En muchas ocasiones, la grandeza del cine no sólo la encontramos en su nada desdeñable función de entretenimiento, sino en elementos tan importantes en una sociedad moderna como la capacidad de unir culturas, países y principalmente sociedades históricamente distanciadas, a través de una mirada concisa y certera. El cineasta serbio Goran Paskaljevic a través de sus películas es sin duda un ejemplo de ello, y con este último trabajo –ganadora de la Espiga de Oro en el último Festival de Valladolid- ha conseguido en la primera coproducción albano-serbia de la historia un enfoque imparcial, austero y especialmente audaz de lo que supone un ejercicio sincero y comprometido de una eliminación idílica de fronteras.

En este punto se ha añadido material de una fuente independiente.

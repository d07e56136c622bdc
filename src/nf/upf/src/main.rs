#![allow(nonstandard_style)]

extern crate clap;

use std::{sync::Arc, time::Duration};

use clap::{App, Arg};
use log::{error, info};
use tokio::{net::UdpSocket, sync::oneshot};

use config::UpfConfig;
use context::{UPFParameters, UpfContext};
use datapath::memory::InMemoryForwardingPlane;
use libpfcp::handlers::PFCPDispatcher;
use metrics::UpfMetrics;
use n4::{HeartbeatEngine, N4Handlers, SetupInitiator};
use resource::ResourceManager;

mod config;
mod context;
mod datapath;
mod metrics;
mod n4;
mod resource;

fn load_config(matches: &clap::ArgMatches) -> Result<UpfConfig, Box<dyn std::error::Error>> {
	let mut config = UpfConfig::from_file(matches.value_of("config").unwrap_or("config.yaml"))?;
	if let Some(paddr) = matches.value_of("paddr") {
		config.pfcp_address = paddr.parse()?;
	}
	if let Some(nodeid) = matches.value_of("nodeid") {
		config.pfcp_node_id = nodeid.to_string();
	}
	if let Some(n3addr) = matches.value_of("n3addr") {
		config.n3_address = n3addr.parse()?;
	}
	config.validate()?;
	Ok(config)
}

fn create_resources(config: &UpfConfig) -> Result<ResourceManager, Box<dyn std::error::Error>> {
	let ipv6_pool = config.ip_pool_v6()?;
	Ok(ResourceManager::new(&config.ip_pool()?, ipv6_pool.as_ref(), config.teid_pool))
}

#[tokio::main(flavor = "multi_thread", worker_threads = 4)]
async fn main() {
	env_logger::init();

	let matches = App::new("UPF")
		.version("1.0")
		.about("UPF PFCP control plane")
		.arg(Arg::new("config")
			.long("config")
			.takes_value(true)
			.default_value("config.yaml")
		)
		.arg(Arg::new("paddr")
			.long("paddr")
			.takes_value(true)
			.required(false)
		)
		.arg(Arg::new("nodeid")
			.long("nodeid")
			.takes_value(true)
			.required(false)
		)
		.arg(Arg::new("n3addr")
			.long("n3addr")
			.takes_value(true)
			.required(false)
		)
		.get_matches();

	let config = match load_config(&matches) {
		Ok(config) => config,
		Err(e) => {
			error!("Failed to load configuration: {}", e);
			std::process::exit(1);
		}
	};

	let (stop_tx, stop_rx) = oneshot::channel::<()>();
	let mut signals = match signal_hook::iterator::Signals::new(&[signal_hook::consts::SIGINT, signal_hook::consts::SIGTERM]) {
		Ok(signals) => signals,
		Err(e) => {
			error!("Failed to register signal handlers: {}", e);
			std::process::exit(1);
		}
	};
	std::thread::spawn(move || {
		if let Some(sig) = signals.forever().next() {
			info!("Received signal {:?}, exiting", sig);
			let _ = stop_tx.send(());
		}
	});

	info!("Creating forwarding plane with {} FAR and {} QER slots", config.far_map_size, config.qer_map_size);
	let backend = Arc::new(InMemoryForwardingPlane::new(config.far_map_size, config.qer_map_size));
	let metrics = Arc::new(UpfMetrics::new());

	info!("Creating resource pools, UE IPv4 pool {}, {} TEIDs", config.ip_pool, config.teid_pool);
	let resources = match create_resources(&config) {
		Ok(resources) => resources,
		Err(e) => {
			error!("Failed to create resource pools: {}", e);
			std::process::exit(1);
		}
	};

	let params = UPFParameters::from_config(&config, chrono::Utc::now());
	info!("UPF Node ID is {}, N3 address is {}", params.node_id, params.n3_address);
	let ctx = Arc::new(UpfContext::new(params, resources, backend.clone(), metrics.clone()));

	info!("Binding PFCP socket on {}", config.pfcp_address);
	let socket = match UdpSocket::bind(config.pfcp_address).await {
		Ok(socket) => Arc::new(socket),
		Err(e) => {
			error!("Failed to bind PFCP socket on {}: {}", config.pfcp_address, e);
			std::process::exit(1);
		}
	};

	let heartbeat = if config.heartbeat_timeout > 0 {
		info!(
			"Starting heartbeats every {}s, timeout {}s, {} retries",
			config.heartbeat_interval, config.heartbeat_timeout, config.heartbeat_retries
		);
		let engine = HeartbeatEngine::new(ctx.clone(), socket.clone());
		engine.clone().spawn_refresh_loop();
		Some(engine)
	} else {
		info!("Heartbeats disabled");
		None
	};

	if !config.smf_peers.is_empty() {
		info!(
			"Setting up associations with {:?} every {}s until they answer",
			config.smf_peers, config.association_setup_interval
		);
		SetupInitiator::new(ctx.clone(), socket.clone(), config.smf_peers.clone())
			.spawn(Duration::from_secs(config.association_setup_interval));
	}

	if config.metrics_log_interval > 0 {
		let metrics = metrics.clone();
		let backend = backend.clone();
		let period = Duration::from_secs(config.metrics_log_interval);
		tokio::spawn(async move {
			let mut interval = tokio::time::interval(period);
			interval.tick().await;
			loop {
				interval.tick().await;
				metrics.log_summary();
				backend.log_summary();
			}
		});
	}

	let dispatcher = PFCPDispatcher::new(N4Handlers::new(ctx, heartbeat), metrics.clone());

	info!("UPF is running");
	tokio::select! {
		_ = dispatcher.run(&socket) => {}
		_ = stop_rx => {}
	}

	metrics.log_summary();
	info!("UPF finishes running");
}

A través de dos historias paralelas, una pareja albana y una pareja serbia, y en dos momentos literalmente idénticos en el tiempo, Paskaljevic traza un gris esquema contemporáneo en torno a las citadas parejas, víctimas ambas tanto de errores del pasado como de los conflictos del presente.
Los sueños, los anhelos, y el deseo de una vida mejor se enfrentan a la burocracia, los prejuicios y el inmenso desajuste social que existe en un mundo repleto de injusticias y a las puertas siempre de un estado de bienestar mínimamente satisfactorio. Quizás Paskaljevic opte por enmarcar estas historia dentro de un contexto amoroso, en busca de un contraste necesario y causal e intentando conseguir un punto plenamente dramático que encaje dentro del ingrato paisaje que si bien adquiere siempre connotaciones grises, mantiene en ocasiones una exultante entonación verde como último resquicio de esperanza. Una esperanza a la que se agarrarán cuatro jóvenes, con distintas motivaciones, distintos sueños, pero un mismo nexo en común: la libertad.

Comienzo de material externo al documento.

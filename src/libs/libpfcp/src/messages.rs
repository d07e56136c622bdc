use log::{debug, warn};

use super::{for_each_ie, patch_grouped_length, PFCPModel, models::*};
use super::PFCPError;

#[derive(Debug, Clone, PartialEq)]
pub struct HeartbeatRequest {
	pub recovery_time_stamp: RecoveryTimeStamp,
}
impl PFCPModel for HeartbeatRequest {
	const ID: u16 = 1;

	fn encode(&self) -> Vec<u8> {
		self.recovery_time_stamp.encode()
	}

	fn decode(stream: &[u8]) -> Result<Self, PFCPError> where Self: Sized {
		let mut recovery_time_stamp = None;
		for_each_ie(stream, |ie_type, curmsg| {
			match ie_type {
				RecoveryTimeStamp::ID => { recovery_time_stamp = Some(RecoveryTimeStamp::decode(curmsg)?); }
				_ => { debug!("Ignore unknown IE type {} in HeartbeatRequest", ie_type); }
			}
			Ok(())
		})?;
		Ok(Self {
			recovery_time_stamp: recovery_time_stamp.ok_or(PFCPError::new("Missing mandatory field RecoveryTimeStamp"))?,
		})
	}
}

#[derive(Debug, Clone, PartialEq)]
pub struct HeartbeatResponse {
	pub recovery_time_stamp: RecoveryTimeStamp,
}
impl PFCPModel for HeartbeatResponse {
	const ID: u16 = 2;

	fn encode(&self) -> Vec<u8> {
		self.recovery_time_stamp.encode()
	}

	fn decode(stream: &[u8]) -> Result<Self, PFCPError> where Self: Sized {
		let mut recovery_time_stamp = None;
		for_each_ie(stream, |ie_type, curmsg| {
			match ie_type {
				RecoveryTimeStamp::ID => { recovery_time_stamp = Some(RecoveryTimeStamp::decode(curmsg)?); }
				_ => { debug!("Ignore unknown IE type {} in HeartbeatResponse", ie_type); }
			}
			Ok(())
		})?;
		Ok(Self {
			recovery_time_stamp: recovery_time_stamp.ok_or(PFCPError::new("Missing mandatory field RecoveryTimeStamp"))?,
		})
	}
}

/// Decodes a Node ID that the handler validates itself, so a bad one does not drop the whole message.
fn decode_lenient<T: PFCPModel>(name: &str, curmsg: &[u8]) -> Option<T> {
	match T::decode(curmsg) {
		Ok(ie) => Some(ie),
		Err(e) => {
			warn!("Undecodable {}: {}", name, e);
			None
		}
	}
}

#[derive(Debug, Clone, PartialEq)]
pub struct AssociationSetupRequest {
	/// Mandatory, checked by the handler
	pub node_id: Option<NodeID>,
	pub recovery_time_stamp: Option<RecoveryTimeStamp>,
	pub up_function_features: Option<UPFunctionFeatures>,
}
impl PFCPModel for AssociationSetupRequest {
	const ID: u16 = 5;

	fn encode(&self) -> Vec<u8> {
		let mut ret = vec![];
		if let Some(o) = self.node_id.as_ref() { ret.append(&mut o.encode()); }
		if let Some(o) = self.recovery_time_stamp.as_ref() { ret.append(&mut o.encode()); }
		if let Some(o) = self.up_function_features.as_ref() { ret.append(&mut o.encode()); }
		ret
	}

	fn decode(stream: &[u8]) -> Result<Self, PFCPError> where Self: Sized {
		let mut node_id = None;
		let mut recovery_time_stamp = None;
		let mut up_function_features = None;
		for_each_ie(stream, |ie_type, curmsg| {
			match ie_type {
				NodeID::ID => { node_id = decode_lenient::<NodeID>("NodeID", curmsg); }
				RecoveryTimeStamp::ID => { recovery_time_stamp = Some(RecoveryTimeStamp::decode(curmsg)?); }
				UPFunctionFeatures::ID => { up_function_features = Some(UPFunctionFeatures::decode(curmsg)?); }
				_ => { debug!("Ignore unknown IE type {} in AssociationSetupRequest", ie_type); }
			}
			Ok(())
		})?;
		Ok(Self {
			node_id,
			recovery_time_stamp,
			up_function_features,
		})
	}
}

Paskaljevic se aleja discretamente del discurso político para centrarse plenamente en un cine social, humano. Una película que conmueve y permite reflexionar sobre los problemas fronterizos, los conflictos familiares y las dificultades de encontrar una salida hacia un futuro más estable y sobre todo más seguro.

Las interpretaciones de los cuatro protagonistas, así como de los secundarios son precisas y auténticas hasta el punto de adaptarse milimétricamente a la historia y conseguir que fluya sin perder un ápice de interés, e incluso incorporándose momentos divertidos dentro de un marco que tiende de manera necesaria hacia la tristeza.

Cine comprometido, intelectualmente elevado y con la clara consigna de unión entre pueblos distantes, pero sin olvidarse nunca de contar historias entretenidas, emocionantes y con ese plus de realismo que tanto se agradece en la gran pantalla.